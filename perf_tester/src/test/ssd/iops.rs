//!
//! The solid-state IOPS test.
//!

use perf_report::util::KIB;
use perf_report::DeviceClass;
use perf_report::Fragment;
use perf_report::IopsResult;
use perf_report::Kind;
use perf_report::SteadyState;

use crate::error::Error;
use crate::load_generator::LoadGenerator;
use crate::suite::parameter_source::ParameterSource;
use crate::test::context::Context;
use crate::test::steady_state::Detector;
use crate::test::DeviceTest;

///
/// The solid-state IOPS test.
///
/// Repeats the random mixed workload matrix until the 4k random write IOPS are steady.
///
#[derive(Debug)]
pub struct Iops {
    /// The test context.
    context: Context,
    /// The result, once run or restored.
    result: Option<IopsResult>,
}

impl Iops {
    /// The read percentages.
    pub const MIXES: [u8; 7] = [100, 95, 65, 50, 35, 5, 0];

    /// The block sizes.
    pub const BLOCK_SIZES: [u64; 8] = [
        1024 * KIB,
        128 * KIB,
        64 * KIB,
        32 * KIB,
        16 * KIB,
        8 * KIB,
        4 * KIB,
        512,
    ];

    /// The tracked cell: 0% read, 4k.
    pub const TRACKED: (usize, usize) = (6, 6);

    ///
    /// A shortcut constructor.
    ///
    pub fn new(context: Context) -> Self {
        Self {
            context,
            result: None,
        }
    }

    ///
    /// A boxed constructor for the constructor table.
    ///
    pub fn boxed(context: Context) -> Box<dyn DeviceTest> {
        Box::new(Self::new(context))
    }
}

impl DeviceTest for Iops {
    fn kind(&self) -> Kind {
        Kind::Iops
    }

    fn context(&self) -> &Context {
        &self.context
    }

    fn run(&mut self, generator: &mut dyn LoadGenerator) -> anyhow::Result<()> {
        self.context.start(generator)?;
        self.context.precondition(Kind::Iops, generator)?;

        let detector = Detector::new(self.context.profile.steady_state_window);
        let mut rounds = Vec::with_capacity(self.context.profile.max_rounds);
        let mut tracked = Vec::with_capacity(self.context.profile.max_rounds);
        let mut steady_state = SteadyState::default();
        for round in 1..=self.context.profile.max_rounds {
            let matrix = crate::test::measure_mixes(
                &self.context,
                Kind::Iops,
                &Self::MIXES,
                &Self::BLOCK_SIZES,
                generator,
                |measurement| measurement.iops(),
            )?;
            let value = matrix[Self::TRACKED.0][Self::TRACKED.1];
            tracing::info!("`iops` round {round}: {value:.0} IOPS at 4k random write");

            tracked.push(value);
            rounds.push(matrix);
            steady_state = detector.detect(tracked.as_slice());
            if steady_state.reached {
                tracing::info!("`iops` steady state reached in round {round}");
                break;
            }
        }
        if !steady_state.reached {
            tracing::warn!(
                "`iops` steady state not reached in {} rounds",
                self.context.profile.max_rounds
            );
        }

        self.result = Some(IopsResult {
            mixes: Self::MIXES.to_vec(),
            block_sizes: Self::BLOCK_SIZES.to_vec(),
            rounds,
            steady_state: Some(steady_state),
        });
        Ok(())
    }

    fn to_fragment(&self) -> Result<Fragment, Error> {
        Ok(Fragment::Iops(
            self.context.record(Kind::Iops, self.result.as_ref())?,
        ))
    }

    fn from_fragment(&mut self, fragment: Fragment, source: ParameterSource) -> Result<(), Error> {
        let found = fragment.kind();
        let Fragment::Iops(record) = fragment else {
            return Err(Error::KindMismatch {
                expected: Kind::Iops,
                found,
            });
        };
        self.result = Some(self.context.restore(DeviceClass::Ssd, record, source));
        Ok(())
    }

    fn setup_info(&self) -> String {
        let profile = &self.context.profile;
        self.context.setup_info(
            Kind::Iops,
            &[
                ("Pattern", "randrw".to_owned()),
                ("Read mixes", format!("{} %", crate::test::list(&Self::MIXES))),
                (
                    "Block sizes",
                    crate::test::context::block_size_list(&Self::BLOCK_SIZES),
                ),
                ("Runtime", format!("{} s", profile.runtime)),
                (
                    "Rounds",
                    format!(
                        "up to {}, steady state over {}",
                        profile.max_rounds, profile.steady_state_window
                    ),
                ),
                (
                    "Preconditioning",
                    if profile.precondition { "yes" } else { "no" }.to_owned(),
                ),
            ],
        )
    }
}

——————————

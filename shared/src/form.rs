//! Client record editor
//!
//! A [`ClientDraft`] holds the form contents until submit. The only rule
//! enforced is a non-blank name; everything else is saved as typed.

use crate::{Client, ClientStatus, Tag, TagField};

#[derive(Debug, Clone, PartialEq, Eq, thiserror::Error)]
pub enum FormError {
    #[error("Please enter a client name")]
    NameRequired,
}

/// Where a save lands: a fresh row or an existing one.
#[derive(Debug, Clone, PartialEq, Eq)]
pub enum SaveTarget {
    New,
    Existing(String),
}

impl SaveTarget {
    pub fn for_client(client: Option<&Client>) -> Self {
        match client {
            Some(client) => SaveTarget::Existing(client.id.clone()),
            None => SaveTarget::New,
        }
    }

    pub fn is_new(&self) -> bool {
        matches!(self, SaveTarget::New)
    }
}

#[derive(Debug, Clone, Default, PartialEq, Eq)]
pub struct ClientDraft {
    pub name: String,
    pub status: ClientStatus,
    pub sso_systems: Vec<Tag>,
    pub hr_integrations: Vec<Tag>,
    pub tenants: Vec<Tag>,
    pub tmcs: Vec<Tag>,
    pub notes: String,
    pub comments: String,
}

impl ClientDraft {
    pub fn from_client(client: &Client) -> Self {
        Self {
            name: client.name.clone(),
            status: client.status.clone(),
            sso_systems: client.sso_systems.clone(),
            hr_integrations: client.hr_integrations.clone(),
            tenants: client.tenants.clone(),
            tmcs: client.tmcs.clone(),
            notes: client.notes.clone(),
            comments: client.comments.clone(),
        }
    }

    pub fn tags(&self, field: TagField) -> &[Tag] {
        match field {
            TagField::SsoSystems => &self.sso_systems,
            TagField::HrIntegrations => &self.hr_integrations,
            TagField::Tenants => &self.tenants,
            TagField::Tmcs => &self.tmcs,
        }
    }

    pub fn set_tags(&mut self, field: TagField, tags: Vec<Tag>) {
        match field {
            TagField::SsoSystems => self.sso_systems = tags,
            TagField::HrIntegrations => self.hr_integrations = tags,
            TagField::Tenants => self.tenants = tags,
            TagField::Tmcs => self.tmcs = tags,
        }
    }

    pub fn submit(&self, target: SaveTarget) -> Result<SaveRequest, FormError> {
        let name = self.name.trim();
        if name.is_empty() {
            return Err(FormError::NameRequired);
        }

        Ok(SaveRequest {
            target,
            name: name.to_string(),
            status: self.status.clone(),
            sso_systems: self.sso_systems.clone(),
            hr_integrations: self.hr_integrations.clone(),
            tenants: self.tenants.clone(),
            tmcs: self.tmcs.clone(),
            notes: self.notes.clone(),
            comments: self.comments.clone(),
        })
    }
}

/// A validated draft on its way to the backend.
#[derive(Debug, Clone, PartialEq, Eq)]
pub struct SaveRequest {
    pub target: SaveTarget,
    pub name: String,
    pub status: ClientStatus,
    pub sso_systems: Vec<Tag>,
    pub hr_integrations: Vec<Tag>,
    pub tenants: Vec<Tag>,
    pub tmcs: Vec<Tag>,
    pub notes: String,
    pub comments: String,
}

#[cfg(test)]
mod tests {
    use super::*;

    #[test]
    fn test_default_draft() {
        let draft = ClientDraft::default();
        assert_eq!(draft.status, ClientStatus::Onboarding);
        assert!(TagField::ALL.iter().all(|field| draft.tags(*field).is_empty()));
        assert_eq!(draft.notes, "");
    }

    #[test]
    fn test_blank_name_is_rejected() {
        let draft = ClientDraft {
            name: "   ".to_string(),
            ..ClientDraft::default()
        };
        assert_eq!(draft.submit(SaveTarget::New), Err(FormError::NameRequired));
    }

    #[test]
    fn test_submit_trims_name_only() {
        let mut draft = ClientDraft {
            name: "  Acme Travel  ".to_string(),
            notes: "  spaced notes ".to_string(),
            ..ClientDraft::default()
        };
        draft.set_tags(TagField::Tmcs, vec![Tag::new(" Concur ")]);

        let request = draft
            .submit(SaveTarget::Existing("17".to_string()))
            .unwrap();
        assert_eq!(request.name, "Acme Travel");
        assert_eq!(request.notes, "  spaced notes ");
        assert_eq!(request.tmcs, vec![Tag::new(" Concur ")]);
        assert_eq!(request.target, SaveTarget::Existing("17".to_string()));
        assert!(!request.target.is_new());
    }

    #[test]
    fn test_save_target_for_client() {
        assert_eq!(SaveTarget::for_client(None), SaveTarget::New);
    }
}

——————————

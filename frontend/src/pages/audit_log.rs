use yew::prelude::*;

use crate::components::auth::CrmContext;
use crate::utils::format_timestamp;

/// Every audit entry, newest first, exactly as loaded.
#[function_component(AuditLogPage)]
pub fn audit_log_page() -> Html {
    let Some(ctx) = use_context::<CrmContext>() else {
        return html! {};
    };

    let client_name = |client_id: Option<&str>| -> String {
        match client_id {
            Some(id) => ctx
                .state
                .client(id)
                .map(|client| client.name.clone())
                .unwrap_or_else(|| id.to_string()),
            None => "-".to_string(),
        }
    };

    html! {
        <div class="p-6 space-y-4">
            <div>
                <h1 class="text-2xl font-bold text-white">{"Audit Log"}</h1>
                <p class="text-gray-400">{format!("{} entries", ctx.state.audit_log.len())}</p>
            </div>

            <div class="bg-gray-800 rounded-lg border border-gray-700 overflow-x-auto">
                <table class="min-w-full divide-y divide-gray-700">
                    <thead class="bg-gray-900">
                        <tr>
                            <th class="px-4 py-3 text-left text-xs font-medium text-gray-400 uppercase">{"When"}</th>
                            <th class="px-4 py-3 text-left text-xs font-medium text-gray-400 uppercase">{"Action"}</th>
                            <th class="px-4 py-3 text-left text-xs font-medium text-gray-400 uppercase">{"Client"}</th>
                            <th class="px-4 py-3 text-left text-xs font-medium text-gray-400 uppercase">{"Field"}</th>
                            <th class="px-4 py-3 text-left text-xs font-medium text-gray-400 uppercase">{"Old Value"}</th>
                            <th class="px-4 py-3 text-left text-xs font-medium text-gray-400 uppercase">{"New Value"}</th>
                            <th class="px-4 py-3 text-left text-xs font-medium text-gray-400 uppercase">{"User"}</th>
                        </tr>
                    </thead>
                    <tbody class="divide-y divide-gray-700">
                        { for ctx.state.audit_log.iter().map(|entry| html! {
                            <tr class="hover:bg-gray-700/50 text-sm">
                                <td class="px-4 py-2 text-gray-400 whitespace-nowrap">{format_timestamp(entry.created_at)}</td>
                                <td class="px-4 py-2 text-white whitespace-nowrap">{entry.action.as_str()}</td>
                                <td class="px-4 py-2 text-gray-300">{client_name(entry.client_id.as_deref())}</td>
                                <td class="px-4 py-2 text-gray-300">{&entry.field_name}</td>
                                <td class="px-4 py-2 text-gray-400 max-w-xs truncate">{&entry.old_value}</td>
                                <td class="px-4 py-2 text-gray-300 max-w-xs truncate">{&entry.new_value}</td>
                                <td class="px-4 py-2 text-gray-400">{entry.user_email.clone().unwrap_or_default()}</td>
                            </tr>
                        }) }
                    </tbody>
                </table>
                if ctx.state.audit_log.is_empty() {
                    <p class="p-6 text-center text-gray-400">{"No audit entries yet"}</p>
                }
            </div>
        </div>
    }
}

——————————

How to complete this task -> Go through the records above and copy each line where "LoadGenerator" is found.

The answer ->
use crate::load_generator::LoadGenerator;
    fn run(&mut self, generator: &mut dyn LoadGenerator) -> anyhow::Result<()> {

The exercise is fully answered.